HM: Are you familiar with the process for applying to the school? How do you get to go to the dual language school?
JG: You just go to the school district website and they have an application there. You fill out the application and you bring it to the office of the school district and for us, it was that easy. We heard back from them. In our case, for the place that we live at, we were not assigned to Carrboro Elementary, we were assigned to a different school. Families living outside the certain school zone can apply for the dual language program.
HM: It sounds like everyone gets in, or
JG: No, there is a lottery. The thing here is for us as native Spanish-speakers, the lottery doesn’t apply to us because what they do- and probably someone at the district can explain this better to you or there will be some inaccuracies. What I know is that the school tries to keep a 50-50 composition in the classrooms, so 50 percent of the students are from Spanish-speaking families and 50 percent are from English-speaking families. There is much more demand for the spots for the English-speakers than for Spanish-speaking families. There are always spots ( ) for Spanish speaking families because the proportion of families applying is much lower in the Spanish speaking side. We didn't go into any lottery because spots were available. But if you are in an English-speaking family, you will go through this lottery.
HM: From your experience with BIC- I guess I’m wondering- these programs are only useful to immigrants who need dual language programs if they hear about them. Do immigrants in the community know about these programs- are they able to go online and apply? Is there that connection there?
JG: From my experience, it was easy to know about this, but my experience is not the same as the other immigrant folks. In our case, it was through our connections, through our network within the university environment- how we learned that there was a dual language program in the schools here. I would have to say that any parent that goes to any of the schools or to the district offices to ask for information- they would immediately learn about these dual language options. If they go to the district website, it is very easy to see that there is a ( ) for these Spanish speaking families and things will be explained there. Secondly, the few things that I can tell you apply to the Spanish-speaking community. I don’t know what is the case for example of the Chinese speakers, or more importantly- what has been the experience of the refugees from Burma. Burmese refugees. I don’t know what specific programs the district has to take care of this community in terms of education. I know that something is done because it was in- when my youngest was in Pre-K, there was a Pre-K classroom with kids of that origin- all of the kids in that classroom were of that origin.
HM: That was a public preschool?
JG: That was a public preschool. Important here to point out is that the public Pre-K is not completely run by the school district.
HM: What is the name of the Pre-K?
JG: I don’t know. It is within the schools- the same facilities. In Carrboro Elementary, you have the Pre-K. There is some sort of involvement from the district, but I think that program is run by the education department at the state level. You will need to check the specifics about that. But I saw that they were taking care of the Burmese kids there. I don’t know if they do some sort of follow-up after Pre-K, from K-12.

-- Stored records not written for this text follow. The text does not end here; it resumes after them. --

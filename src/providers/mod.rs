//! Provider adapters.
//!
//! # Data Flow
//! ```text
//! RequestDispatcher
//!     → ProviderRegistry::get(route.model.provider)
//!     → ProviderAdapter::invoke(route, payload)
//!     → vendor HTTP API (reqwest)
//!     → ProviderResponse (upstream JSON body)
//! ```
//!
//! # Design Decisions
//! - Each provider is one trait object; the dispatcher never branches on
//!   provider identity
//! - Secrets are resolved at call time (`$ENV_VAR` references), so
//!   validation stays free of environment access
//! - Request/response bodies pass through; vendor-neutral translation is
//!   not done here

pub mod anthropic;
pub mod openai;

use std::collections::HashMap;
use std::sync::Arc;

use async_trait::async_trait;
use serde_json::{Map, Value};
use thiserror::Error;

use crate::config::schema::{Provider, RouteConfig, RouteType};

pub use anthropic::AnthropicAdapter;
pub use openai::OpenAiAdapter;

/// Longest upstream error body kept in an error message.
const MAX_ERROR_BODY: usize = 512;

/// Errors raised by a provider adapter.
#[derive(Debug, Error)]
pub enum ProviderError {
    #[error("no adapter registered for provider '{0}'")]
    NotRegistered(Provider),

    #[error("provider '{provider}' does not serve route type '{route_type}'")]
    UnsupportedRouteType {
        provider: Provider,
        route_type: RouteType,
    },

    #[error("missing provider setting '{0}'")]
    MissingSetting(&'static str),

    #[error("environment variable '{0}' referenced by a provider secret is not set")]
    UnresolvedSecret(String),

    #[error("invalid request payload: {0}")]
    InvalidPayload(String),

    #[error("request to provider failed: {0}")]
    Transport(#[from] reqwest::Error),

    #[error("provider returned status {status}: {body}")]
    Upstream { status: u16, body: String },
}

/// Body returned by a provider.
#[derive(Debug, Clone, PartialEq)]
pub struct ProviderResponse {
    pub body: Value,
}

/// A backend capable of serving routes of one provider.
#[async_trait]
pub trait ProviderAdapter: Send + Sync {
    fn provider(&self) -> Provider;

    /// Forward `payload` to the model bound to `route`.
    async fn invoke(&self, route: &RouteConfig, payload: Value) -> Result<ProviderResponse, ProviderError>;
}

/// Adapters keyed by provider.
#[derive(Clone, Default)]
pub struct ProviderRegistry {
    adapters: HashMap<Provider, Arc<dyn ProviderAdapter>>,
}

impl ProviderRegistry {
    pub fn new() -> Self {
        Self::default()
    }

    /// Registry with an adapter for every built-in provider.
    pub fn with_defaults(client: reqwest::Client) -> Self {
        let mut registry = Self::new();
        registry.register(Arc::new(OpenAiAdapter::new(client.clone())));
        registry.register(Arc::new(AnthropicAdapter::new(client)));
        registry
    }

    /// Register an adapter, replacing any previous one for the same provider.
    pub fn register(&mut self, adapter: Arc<dyn ProviderAdapter>) {
        self.adapters.insert(adapter.provider(), adapter);
    }

    pub fn get(&self, provider: Provider) -> Result<Arc<dyn ProviderAdapter>, ProviderError> {
        self.adapters
            .get(&provider)
            .cloned()
            .ok_or(ProviderError::NotRegistered(provider))
    }
}

/// Resolve a secret setting. `$NAME` reads environment variable `NAME`.
pub fn resolve_secret(value: &str) -> Result<String, ProviderError> {
    match value.strip_prefix('$') {
        Some(var) if !var.is_empty() => {
            std::env::var(var).map_err(|_| ProviderError::UnresolvedSecret(var.to_string()))
        }
        _ => Ok(value.to_string()),
    }
}

/// Payloads must be JSON objects.
fn payload_object(payload: Value) -> Result<Map<String, Value>, ProviderError> {
    match payload {
        Value::Object(map) => Ok(map),
        other => Err(ProviderError::InvalidPayload(format!(
            "expected a JSON object, found {}",
            match other {
                Value::Array(_) => "a list",
                Value::String(_) => "a string",
                Value::Number(_) => "a number",
                Value::Bool(_) => "a boolean",
                _ => "null",
            }
        ))),
    }
}

/// Turn an upstream HTTP response into a provider result.
async fn read_response(response: reqwest::Response) -> Result<ProviderResponse, ProviderError> {
    let status = response.status();
    if !status.is_success() {
        let mut body = response.text().await.unwrap_or_default();
        if body.len() > MAX_ERROR_BODY {
            let mut cut = MAX_ERROR_BODY;
            while !body.is_char_boundary(cut) {
                cut -= 1;
            }
            body.truncate(cut);
        }
        return Err(ProviderError::Upstream {
            status: status.as_u16(),
            body,
        });
    }
    Ok(ProviderResponse {
        body: response.json::<Value>().await?,
    })
}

HM: One other thing you said was really interesting. You talked about how beneficial it was to have both a Spanish-speaker and an English-speaker in parent-teacher conference. I can imagine that’s really helpful for parents who may not speak English. Does the school system provide other services for the parents? Are there English classes- or anything else that would help to integrate them, as well as the students?
JG: Other things that I have experienced- every year they do an assessment on each kid that comes from a Spanish-speaking family. They evaluate their progress with English. They try to make sure that they are progress in English is the same as the English-speaking kids are having. If they see that there is kid who is below the level, or is not doing that well in English, they will provide some remedies- some additional classes, school. They help them to achieve the same level of English proficiency. Another very important thing that the school district does is- the messages and the information that they send out to the parents is always bilingual. They have these robocall system- the call system- for many things. They call you about hurricanes, if schools are closed, to remind you that there is a delayed opening- whatever, that the school fair is coming, or that a special event is happening. They always call you and they make sure that the Spanish-speaking families get the message in Spanish. Not only that- they make sure that the person that is telling the message is a native speaker of Spanish. The reality- the person that does the speaking is native Spanish-speaker. They are not worried only about giving some sort of translation, but they really take care about what kind of translation- or the quality of translation that we are getting. I have heard that in other events that I haven’t attended- but some events with parents, they always try to provide interpretation. The other very important thing and this will depend on each school but they really try to engage with parents- with the Spanish-speaking parents. They foster the creation of groups of parents. For example, in Carrboro Elementary, we have this group of Latino and they meet, I think, twice a month. Someone from the school is present- some school official is there. They just talk about their needs and they also run several initiatives. For example, in terms of funding, they help the school to get the funding that is needed- so there is a big event in May, towards the end of the school year. That is the school fair and it is the most important funding event. You will always see the food stand is run by the Latino families. That is one of the many things that they are doing now. There is encouragement from the school and from the school district for the Latino parents to gather and interact with the school staff- and the principal and the assistant principal to solve the needs of the community.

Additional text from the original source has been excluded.